* Required action
The data below should be repeated exactly and in full.

---------- Data excerpts ----------

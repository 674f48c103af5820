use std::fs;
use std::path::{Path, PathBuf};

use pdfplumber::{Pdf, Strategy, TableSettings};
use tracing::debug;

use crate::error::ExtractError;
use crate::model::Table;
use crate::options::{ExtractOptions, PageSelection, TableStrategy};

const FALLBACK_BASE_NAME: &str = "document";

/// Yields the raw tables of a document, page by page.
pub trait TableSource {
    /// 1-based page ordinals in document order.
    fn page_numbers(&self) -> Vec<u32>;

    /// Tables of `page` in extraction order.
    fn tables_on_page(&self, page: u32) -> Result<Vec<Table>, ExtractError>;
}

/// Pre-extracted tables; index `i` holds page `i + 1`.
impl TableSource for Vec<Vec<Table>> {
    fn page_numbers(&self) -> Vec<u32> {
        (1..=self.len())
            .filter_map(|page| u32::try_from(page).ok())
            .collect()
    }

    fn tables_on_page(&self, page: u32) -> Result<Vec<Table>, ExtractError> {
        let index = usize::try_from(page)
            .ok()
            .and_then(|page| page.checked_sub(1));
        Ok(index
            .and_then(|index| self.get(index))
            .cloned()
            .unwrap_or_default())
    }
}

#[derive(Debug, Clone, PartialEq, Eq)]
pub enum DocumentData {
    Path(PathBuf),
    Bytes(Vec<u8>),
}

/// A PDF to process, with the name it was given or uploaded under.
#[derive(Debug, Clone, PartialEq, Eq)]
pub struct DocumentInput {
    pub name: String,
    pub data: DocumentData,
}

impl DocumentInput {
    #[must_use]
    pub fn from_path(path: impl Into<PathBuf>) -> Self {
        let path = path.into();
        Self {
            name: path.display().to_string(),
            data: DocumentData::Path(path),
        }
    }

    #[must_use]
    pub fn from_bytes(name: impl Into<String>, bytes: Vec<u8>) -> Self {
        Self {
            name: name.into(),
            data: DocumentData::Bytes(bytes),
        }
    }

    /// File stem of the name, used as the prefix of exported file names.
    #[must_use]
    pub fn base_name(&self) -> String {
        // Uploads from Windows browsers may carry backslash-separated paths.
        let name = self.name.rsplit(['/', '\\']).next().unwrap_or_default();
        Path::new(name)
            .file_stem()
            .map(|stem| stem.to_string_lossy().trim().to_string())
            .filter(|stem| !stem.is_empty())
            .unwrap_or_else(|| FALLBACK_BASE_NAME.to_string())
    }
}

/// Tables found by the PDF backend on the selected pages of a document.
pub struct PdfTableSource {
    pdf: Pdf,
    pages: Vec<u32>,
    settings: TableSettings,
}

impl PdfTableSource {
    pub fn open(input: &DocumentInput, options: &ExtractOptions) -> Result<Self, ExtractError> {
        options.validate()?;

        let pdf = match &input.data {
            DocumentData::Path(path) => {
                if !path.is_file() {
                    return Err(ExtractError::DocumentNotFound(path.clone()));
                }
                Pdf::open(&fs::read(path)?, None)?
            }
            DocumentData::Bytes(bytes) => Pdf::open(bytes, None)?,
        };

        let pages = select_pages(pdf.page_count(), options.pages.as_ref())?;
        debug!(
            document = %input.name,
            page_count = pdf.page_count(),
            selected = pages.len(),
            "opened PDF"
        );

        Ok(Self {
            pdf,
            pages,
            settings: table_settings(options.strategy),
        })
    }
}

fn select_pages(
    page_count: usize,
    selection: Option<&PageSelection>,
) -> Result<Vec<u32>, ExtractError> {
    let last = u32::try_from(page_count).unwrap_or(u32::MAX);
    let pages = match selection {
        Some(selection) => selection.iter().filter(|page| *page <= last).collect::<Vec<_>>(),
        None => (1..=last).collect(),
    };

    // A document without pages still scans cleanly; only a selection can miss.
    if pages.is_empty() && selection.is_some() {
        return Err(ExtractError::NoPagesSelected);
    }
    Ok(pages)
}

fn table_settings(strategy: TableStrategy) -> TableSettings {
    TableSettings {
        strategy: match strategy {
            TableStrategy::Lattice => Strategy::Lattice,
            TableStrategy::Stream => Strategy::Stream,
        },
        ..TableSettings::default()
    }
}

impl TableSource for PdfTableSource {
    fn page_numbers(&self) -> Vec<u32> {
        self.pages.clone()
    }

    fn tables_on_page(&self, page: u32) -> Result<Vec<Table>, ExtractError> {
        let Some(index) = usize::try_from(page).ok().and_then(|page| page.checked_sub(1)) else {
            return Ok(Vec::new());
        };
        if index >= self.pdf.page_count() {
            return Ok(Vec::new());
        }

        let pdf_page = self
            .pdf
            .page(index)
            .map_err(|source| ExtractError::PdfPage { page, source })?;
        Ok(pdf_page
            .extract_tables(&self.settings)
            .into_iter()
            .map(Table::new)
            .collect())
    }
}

----------

* Result below
repository 674f48c103af5820
use std::fs;
use std::path::{Path, PathBuf};

use pdfplumber::{Pdf, Strategy, TableSettings};
use tracing::debug;

use crate::error::ExtractError;
use crate::model::Table;
use crate::options::{ExtractOptions, PageSelection, TableStrategy};

const FALLBACK_BASE_NAME: &str = "document";

/// Yields the raw tables of a document, page by page.
pub trait TableSource {
    /// 1-based page ordinals in document order.
    fn page_numbers(&self) -> Vec<u32>;

    /// Tables of `page` in extraction order.
    fn tables_on_page(&self, page: u32) -> Result<Vec<Table>, ExtractError>;
}

/// Pre-extracted tables; index `i` holds page `i + 1`.
impl TableSource for Vec<Vec<Table>> {
    fn page_numbers(&self) -> Vec<u32> {
        (1..=self.len())
            .filter_map(|page| u32::try_from(page).ok())
            .collect()
    }

    fn tables_on_page(&self, page: u32) -> Result<Vec<Table>, ExtractError> {
        let index = usize::try_from(page)
            .ok()
            .and_then(|page| page.checked_sub(1));
        Ok(index
            .and_then(|index| self.get(index))
            .cloned()
            .unwrap_or_default())
    }
}

#[derive(Debug, Clone, PartialEq, Eq)]
pub enum DocumentData {
    Path(PathBuf),
    Bytes(Vec<u8>),
}

/// A PDF to process, with the name it was given or uploaded under.
#[derive(Debug, Clone, PartialEq, Eq)]
pub struct DocumentInput {
    pub name: String,
    pub data: DocumentData,
}

impl DocumentInput {
    #[must_use]
    pub fn from_path(path: impl Into<PathBuf>) -> Self {
        let path = path.into();
        Self {
            name: path.display().to_string(),
            data: DocumentData::Path(path),
        }
    }

    #[must_use]
    pub fn from_bytes(name: impl Into<String>, bytes: Vec<u8>) -> Self {
        Self {
            name: name.into(),
            data: DocumentData::Bytes(bytes),
        }
    }

    /// File stem of the name, used as the prefix of exported file names.
    #[must_use]
    pub fn base_name(&self) -> String {
        // Uploads from Windows browsers may carry backslash-separated paths.
        let name = self.name.rsplit(['/', '\\']).next().unwrap_or_default();
        Path::new(name)
            .file_stem()
            .map(|stem| stem.to_string_lossy().trim().to_string())
            .filter(|stem| !stem.is_empty())
            .unwrap_or_else(|| FALLBACK_BASE_NAME.to_string())
    }
}

/// Tables found by the PDF backend on the selected pages of a document.
pub struct PdfTableSource {
    pdf: Pdf,
    pages: Vec<u32>,
    settings: TableSettings,
}

impl PdfTableSource {
    pub fn open(input: &DocumentInput, options: &ExtractOptions) -> Result<Self, ExtractError> {
        options.validate()?;

        let pdf = match &input.data {
            DocumentData::Path(path) => {
                if !path.is_file() {
                    return Err(ExtractError::DocumentNotFound(path.clone()));
                }
                Pdf::open(&fs::read(path)?, None)?
            }
            DocumentData::Bytes(bytes) => Pdf::open(bytes, None)?,
        };

        let pages = select_pages(pdf.page_count(), options.pages.as_ref())?;
        debug!(
            document = %input.name,
            page_count = pdf.page_count(),
            selected = pages.len(),
            "opened PDF"
        );

        Ok(Self {
            pdf,
            pages,
            settings: table_settings(options.strategy),
        })
    }
}

fn select_pages(
    page_count: usize,
    selection: Option<&PageSelection>,
) -> Result<Vec<u32>, ExtractError> {
    let last = u32::try_from(page_count).unwrap_or(u32::MAX);
    let pages = match selection {
        Some(selection) => selection.iter().filter(|page| *page <= last).collect::<Vec<_>>(),
        None => (1..=last).collect(),
    };

    // A document without pages still scans cleanly; only a selection can miss.
    if pages.is_empty() && selection.is_some() {
        return Err(ExtractError::NoPagesSelected);
    }
    Ok(pages)
}

fn table_settings(strategy: TableStrategy) -> TableSettings {
    TableSettings {
        strategy: match strategy {
            TableStrategy::Lattice => Strategy::Lattice,
            TableStrategy::Stream => Strategy::Stream,
        },
        ..TableSettings::default()
    }
}

impl TableSource for PdfTableSource {
    fn page_numbers(&self) -> Vec<u32> {
        self.pages.clone()
    }

    fn tables_on_page(&self, page: u32) -> Result<Vec<Table>, ExtractError> {
        let Some(index) = usize::try_from(page).ok().and_then(|page| page.checked_sub(1)) else {
            return Ok(Vec::new());
        };
        if index >= self.pdf.page_count() {
            return Ok(Vec::new());
        }

        let pdf_page = self
            .pdf
            .page(index)
            .map_err(|source| ExtractError::PdfPage { page, source })?;
        Ok(pdf_page
            .extract_tables(&self.settings)
            .into_iter()
            .map(Table::new)
            .collect())
    }
}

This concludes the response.